Puvungna Warpath

Sev Williams

I’m writing about an ongoing conflict on the California State University-Long Beach campus, where Native American tribal groups have been trying to stop the university from desecrating the most significant remaining parcel of sacred tribal land in Southern California. The groups filed a lawsuit against the university and are currently in settlement negotiations, but the COVID-19 pandemic has closed the courts, slowed down the legal process and delayed the timeline for addressing the damage done to this land.

The university recently dumped large quantities of construction debris and dirt on Puvungna, a 22-acre site that holds religious, cultural and historical significance for the Juaneño Band of Mission Indians, Acjachemen Nation – Belardes, the Gabrielino/Tongva and several other Native American groups in Southern California. These tribal groups’ legal and historical rights are being buried in a thinly veiled effort by the CSU system to move toward “capping” this site in order to clear the way to develop it.

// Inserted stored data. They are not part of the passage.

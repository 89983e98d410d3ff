use chrono::{DateTime, Utc};
use database::graph::{NodeId, NodeType, RelationshipType};
use serde::{Deserialize, Serialize};
use std::collections::{BTreeMap, BTreeSet};
use ts_rs::TS;

/// Parameters of one expansion round set
#[derive(Debug, Clone, Copy, PartialEq, Eq, Serialize, Deserialize, TS)]
#[serde(rename_all = "camelCase", default)]
#[ts(export, export_to = "api.ts")]
pub struct ExpandOptions {
    pub depth: usize,
    pub include_callers: bool,
    pub include_callees: bool,
    pub include_inheritance: bool,
}

impl Default for ExpandOptions {
    fn default() -> Self {
        Self::all_families(1)
    }
}

impl ExpandOptions {
    pub fn all_families(depth: usize) -> Self {
        Self {
            depth,
            include_callers: true,
            include_callees: true,
            include_inheritance: true,
        }
    }
}

/// What the repository stores for a slice.
///
/// Members are kept as node keys, which survive rebuilds; node ids do not.
#[derive(Debug, Clone, PartialEq, Eq, Serialize, Deserialize)]
#[serde(rename_all = "camelCase")]
pub struct SliceRecord {
    pub id: String,
    pub name: String,
    pub description: String,
    pub created_date: DateTime<Utc>,
    pub updated_date: DateTime<Utc>,
    pub node_keys: BTreeSet<String>,
    /// Expansions already folded into the current membership
    #[serde(default)]
    pub applied_expansions: Vec<ExpandOptions>,
}

/// A slice as handed to callers, resolved against the current graph
#[derive(Debug, Clone, PartialEq, Eq, Serialize, Deserialize, TS)]
#[serde(rename_all = "camelCase")]
#[ts(export, export_to = "api.ts")]
pub struct FeatureSlice {
    pub id: String,
    pub name: String,
    pub description: String,
    #[ts(type = "string")]
    pub created_date: DateTime<Utc>,
    #[ts(type = "string")]
    pub updated_date: DateTime<Utc>,
    pub node_ids: Vec<NodeId>,
    pub node_count: usize,
    pub file_count: usize,
    pub file_paths: Vec<String>,
    /// Member keys with no node in the current graph
    pub missing_node_keys: Vec<String>,
}

#[derive(Debug, Clone, Default, PartialEq, Eq, Serialize, Deserialize, TS)]
#[serde(rename_all = "camelCase")]
#[ts(export, export_to = "api.ts")]
pub struct CreateSliceRequest {
    pub name: String,
    #[serde(default)]
    pub description: Option<String>,
    #[serde(default)]
    pub seed_node_ids: Vec<NodeId>,
    /// Expand with every edge family this many rounds right after creation
    #[serde(default)]
    pub expansion_depth: Option<usize>,
}

#[derive(Debug, Clone, Default, PartialEq, Eq, Serialize, Deserialize, TS)]
#[serde(rename_all = "camelCase")]
#[ts(export, export_to = "api.ts")]
pub struct UpdateSliceRequest {
    #[serde(default)]
    pub name: Option<String>,
    #[serde(default)]
    pub description: Option<String>,
    #[serde(default)]
    pub add_node_ids: Vec<NodeId>,
    #[serde(default)]
    pub remove_node_ids: Vec<NodeId>,
}

#[derive(Debug, Clone, PartialEq, Eq, Serialize, Deserialize, TS)]
#[serde(rename_all = "camelCase")]
#[ts(export, export_to = "api.ts")]
pub struct SliceStatistics {
    pub slice_id: String,
    pub node_count: usize,
    pub file_count: usize,
    pub package_count: usize,
    pub node_type_counts: BTreeMap<NodeType, usize>,
    /// Relationships with both ends inside the slice
    pub relationship_type_counts: BTreeMap<RelationshipType, usize>,
}

#[cfg(test)]
mod tests {
    use super::*;

    #[test]
    fn test_expand_options_fill_missing_fields() {
        let options: ExpandOptions =
            serde_json::from_str(r#"{"depth": 2, "includeCallers": false}"#).unwrap();
        assert_eq!(
            options,
            ExpandOptions {
                depth: 2,
                include_callers: false,
                include_callees: true,
                include_inheritance: true,
            }
        );
    }

    #[test]
    fn test_record_without_expansions_loads() {
        let record: SliceRecord = serde_json::from_str(
            r#"{
                "id": "s1",
                "name": "checkout",
                "description": "",
                "createdDate": "2025-01-01T00:00:00Z",
                "updatedDate": "2025-01-01T00:00:00Z",
                "nodeKeys": ["Cart", "Cart#add"]
            }"#,
        )
        .unwrap();
        assert_eq!(record.node_keys.len(), 2);
        assert!(record.applied_expansions.is_empty());
    }
}
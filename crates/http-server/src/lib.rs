pub mod contract;
pub mod endpoints;

#[cfg(test)]
pub mod testing;

use crate::{
    contract::EndpointContract,
    endpoints::{
        analysis::{
            callers::{AnalysisCallersEndpoint, analysis_callers_handler},
            complexity::{
                FileComplexityEndpoint, ProjectComplexityEndpoint, file_complexity_handler,
                project_complexity_handler,
            },
            dead_code::{DeadCodeEndpoint, dead_code_handler},
        },
        flow_graph::{
            FlowAnalyzeEndpoint, FlowComponentEndpoint, FlowTraceEndpoint, flow_analyze_handler,
            flow_component_handler, flow_trace_handler,
        },
        info::{InfoEndpoint, info_handler},
        knowledge_graph::{
            call_chain::{CallChainEndpoint, call_chain_handler},
            calls::{CalleesEndpoint, CallersEndpoint, callees_handler, callers_handler},
            inheritance::{
                HierarchyEndpoint, InheritsEndpoint, SubclassesEndpoint, hierarchy_handler,
                inherits_handler, subclasses_handler,
            },
            node::{NodeEndpoint, node_handler},
            query::{QueryEndpoint, query_handler},
            rebuild::{RebuildEndpoint, rebuild_handler},
            search::{SearchEndpoint, search_handler},
        },
        slices::{
            crud::{
                SliceEndpoint, SliceListEndpoint, slice_create_handler,
                slice_delete_handler, slice_get_handler, slice_list_handler,
                slice_update_handler,
            },
            expand::{SliceExpandEndpoint, slice_expand_handler},
            reports::{
                SliceFilesEndpoint, SliceStatisticsEndpoint, slice_files_handler,
                slice_statistics_handler,
            },
        },
        state_machines::{StateMachinesEndpoint, state_machines_handler},
    },
};

use anyhow::Result;
use axum::http::HeaderValue;
use axum::{
    Router,
    routing::{get, post},
};
use database::graph::{GraphHandle, KnowledgeGraph};
use indexer::execution::{config::IndexingConfigBuilder, executor::IndexingExecutor};
use indexer::parsing::parser::JsonTreeParser;
use indexer::stats::BuildStatistics;
use querying::QueryingService;
use querying::layers::LayerRules;
use slice_manager::{DataDirectory, JsonFileRepository, SliceManager, SliceRepository};
use std::net::{SocketAddr, TcpListener};
use std::path::PathBuf;
use std::sync::Arc;
use tokio::signal;
use tokio::sync::Mutex;
use tower::ServiceBuilder;
use tower_http::cors::CorsLayer;

#[derive(Clone)]
pub struct AppState {
    pub querying: QueryingService,
    pub slices: Arc<SliceManager>,
    pub executor: Arc<IndexingExecutor>,
    /// Project the rebuild endpoint re-indexes
    pub project_root: Arc<PathBuf>,
    /// Held for the whole duration of a rebuild
    pub rebuild_lock: Arc<Mutex<()>>,
    pub port: u16,
}

impl AppState {
    pub fn new(
        graph: Arc<GraphHandle>,
        layer_rules: LayerRules,
        repository: Arc<dyn SliceRepository>,
        executor: IndexingExecutor,
        project_root: PathBuf,
        port: u16,
    ) -> Self {
        Self {
            querying: QueryingService::new(Arc::clone(&graph), layer_rules),
            slices: Arc::new(SliceManager::new(repository, graph)),
            executor: Arc::new(executor),
            project_root: Arc::new(project_root),
            rebuild_lock: Arc::new(Mutex::new(())),
            port,
        }
    }

    /// Index `project_root` and serve it with slices persisted under `data_directory`.
    ///
    /// Layer rules come from the project's `ckg.toml` when present.
    pub fn for_project(
        project_root: PathBuf,
        data_directory: &DataDirectory,
        threads: usize,
        port: u16,
    ) -> Result<(Self, BuildStatistics)> {
        let repository = JsonFileRepository::new(&data_directory.slices_dir)?;
        let executor = IndexingExecutor::new(
            Arc::new(JsonTreeParser::new()),
            IndexingConfigBuilder::build(threads),
        );
        let state = Self::new(
            Arc::new(GraphHandle::new(KnowledgeGraph::empty())),
            LayerRules::load(&project_root),
            Arc::new(repository),
            executor,
            project_root,
            port,
        );
        let statistics = state
            .executor
            .rebuild(&state.project_root, state.querying.graph_handle())?;
        Ok((state, statistics))
    }
}

/// Every endpoint, relative to the `/api` prefix
pub fn api_router(state: AppState) -> Router {
    Router::new()
        .route(InfoEndpoint::PATH, get(info_handler))
        .route(NodeEndpoint::PATH, get(node_handler))
        .route(CalleesEndpoint::PATH, get(callees_handler))
        .route(CallersEndpoint::PATH, get(callers_handler))
        .route(InheritsEndpoint::PATH, get(inherits_handler))
        .route(SubclassesEndpoint::PATH, get(subclasses_handler))
        .route(HierarchyEndpoint::PATH, get(hierarchy_handler))
        .route(CallChainEndpoint::PATH, get(call_chain_handler))
        .route(QueryEndpoint::PATH, get(query_handler))
        .route(SearchEndpoint::PATH, get(search_handler))
        .route(RebuildEndpoint::PATH, post(rebuild_handler))
        .route(AnalysisCallersEndpoint::PATH, get(analysis_callers_handler))
        .route(ProjectComplexityEndpoint::PATH, get(project_complexity_handler))
        .route(FileComplexityEndpoint::PATH, get(file_complexity_handler))
        .route(DeadCodeEndpoint::PATH, get(dead_code_handler))
        .route(StateMachinesEndpoint::PATH, get(state_machines_handler))
        .route(
            SliceListEndpoint::PATH,
            get(slice_list_handler).post(slice_create_handler),
        )
        .route(
            SliceEndpoint::PATH,
            get(slice_get_handler)
                .put(slice_update_handler)
                .delete(slice_delete_handler),
        )
        .route(SliceExpandEndpoint::PATH, post(slice_expand_handler))
        .route(SliceFilesEndpoint::PATH, get(slice_files_handler))
        .route(SliceStatisticsEndpoint::PATH, get(slice_statistics_handler))
        .route(FlowAnalyzeEndpoint::PATH, get(flow_analyze_handler))
        .route(FlowTraceEndpoint::PATH, get(flow_trace_handler))
        .route(FlowComponentEndpoint::PATH, get(flow_component_handler))
        .with_state(state)
}

pub fn app(state: AppState) -> Router {
    Router::new().nest("/api", api_router(state))
}

pub async fn run(state: AppState) -> Result<()> {
    let addr = SocketAddr::from(([127, 0, 0, 1], state.port));
    let cors_layer = CorsLayer::new().allow_origin(tower_http::cors::AllowOrigin::predicate(
        |origin: &HeaderValue, _| {
            if let Ok(origin_str) = origin.to_str() {
                if let Ok(uri) = origin_str.parse::<http::Uri>() {
                    return uri.host() == Some("localhost");
                }
            }
            false
        },
    ));

    let app = app(state).layer(ServiceBuilder::new().layer(cors_layer));

    tracing::info!("HTTP server listening on {}", addr);
    let listener = tokio::net::TcpListener::bind(addr).await?;

    let server = axum::serve(listener, app).with_graceful_shutdown(shutdown_signal());
    let result = server.await;

    tracing::info!("HTTP server shut down gracefully");

    result.map_err(Into::into)
}

async fn shutdown_signal() {
    let ctrl_c = async {
        if let Err(e) = signal::ctrl_c().await {
            tracing::error!("Failed to install Ctrl+C handler: {e}");
            std::future::pending::<()>().await;
        }
    };

    #[cfg(unix)]
    let terminate = async {
        match signal::unix::signal(signal::unix::SignalKind::terminate()) {
            Ok(mut stream) => {
                stream.recv().await;
            }
            Err(e) => {
                tracing::error!("Failed to install SIGTERM handler: {e}");
                std::future::pending::<()>().await;
            }
        }
    };

    #[cfg(not(unix))]
    let terminate = std::future::pending::<()>();

    tokio::select! {
        _ = ctrl_c => {
            tracing::info!("Received Ctrl+C, initiating graceful shutdown...");
        },
        _ = terminate => {
            tracing::info!("Received SIGTERM, initiating graceful shutdown...");
        },
    }
}

// 'c' -> 0x63, 'k' -> 0x6b => 0x636b => 25451
pub const PREFERRED_PORT: u16 = 25451;

pub fn find_unused_port() -> Result<u16> {
    match TcpListener::bind(("127.0.0.1", PREFERRED_PORT)) {
        Ok(listener) => Ok(listener.local_addr()?.port()),
        Err(e) if e.kind() == std::io::ErrorKind::AddrInUse => {
            tracing::info!(
                "Preferred port {} is busy, finding a random unused port",
                PREFERRED_PORT
            );
            let listener = TcpListener::bind("127.0.0.1:0")?;
            let port = listener.local_addr()?.port();
            Ok(port)
        }
        Err(e) => {
            tracing::error!("Error finding unused port: {e}");
            Err(e.into())
        }
    }
}

#[cfg(test)]
mod tests {
    use super::*;
    use axum_test::TestServer;
    use serde_json::json;
    use slice_manager::FeatureSlice;
    use ::testing::TestProject;

    #[tokio::test]
    async fn test_slices_survive_a_server_restart() {
        let project = TestProject::shop();
        let data_dir = tempfile::tempdir().unwrap();
        let data_directory = DataDirectory::new(data_dir.path().to_path_buf()).unwrap();

        let (state, statistics) =
            AppState::for_project(project.path().to_path_buf(), &data_directory, 1, 0).unwrap();
        assert_eq!(statistics.generation, 1);
        assert_eq!(statistics.files_processed, 5);

        let server = TestServer::new(app(state)).unwrap();
        let created: FeatureSlice = server
            .post("/api/slices")
            .json(&json!({ "name": "kept" }))
            .await
            .json();

        let (restarted, _) =
            AppState::for_project(project.path().to_path_buf(), &data_directory, 1, 0).unwrap();
        let server = TestServer::new(app(restarted)).unwrap();
        let slices: Vec<FeatureSlice> = server.get("/api/slices").await.json();
        assert_eq!(slices.len(), 1);
        assert_eq!(slices[0].id, created.id);
    }
}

Even though the campus is closed to students because of the pandemic, this land rights issue remains an active concern. While the groups that are concerned about protecting the integrity of Puvungna understand that the CSULB administration is facing unprecedented challenges under COVID-19, they maintain that the university has a legal and moral responsibility to remove the construction dirt and debris from this site, which has been sacred ground since time immemorial. Removing the debris would be a permissible construction-related activity under California’s current COVID-19 restrictions.

Members of the Juaneño Band of Mission Indians and other tribal nations hold ceremonies on Puvungna throughout the year. Puvungna is listed on the National Register of Historic Places and on the California Native American Heritage Commission’s Sacred Lands Inventory.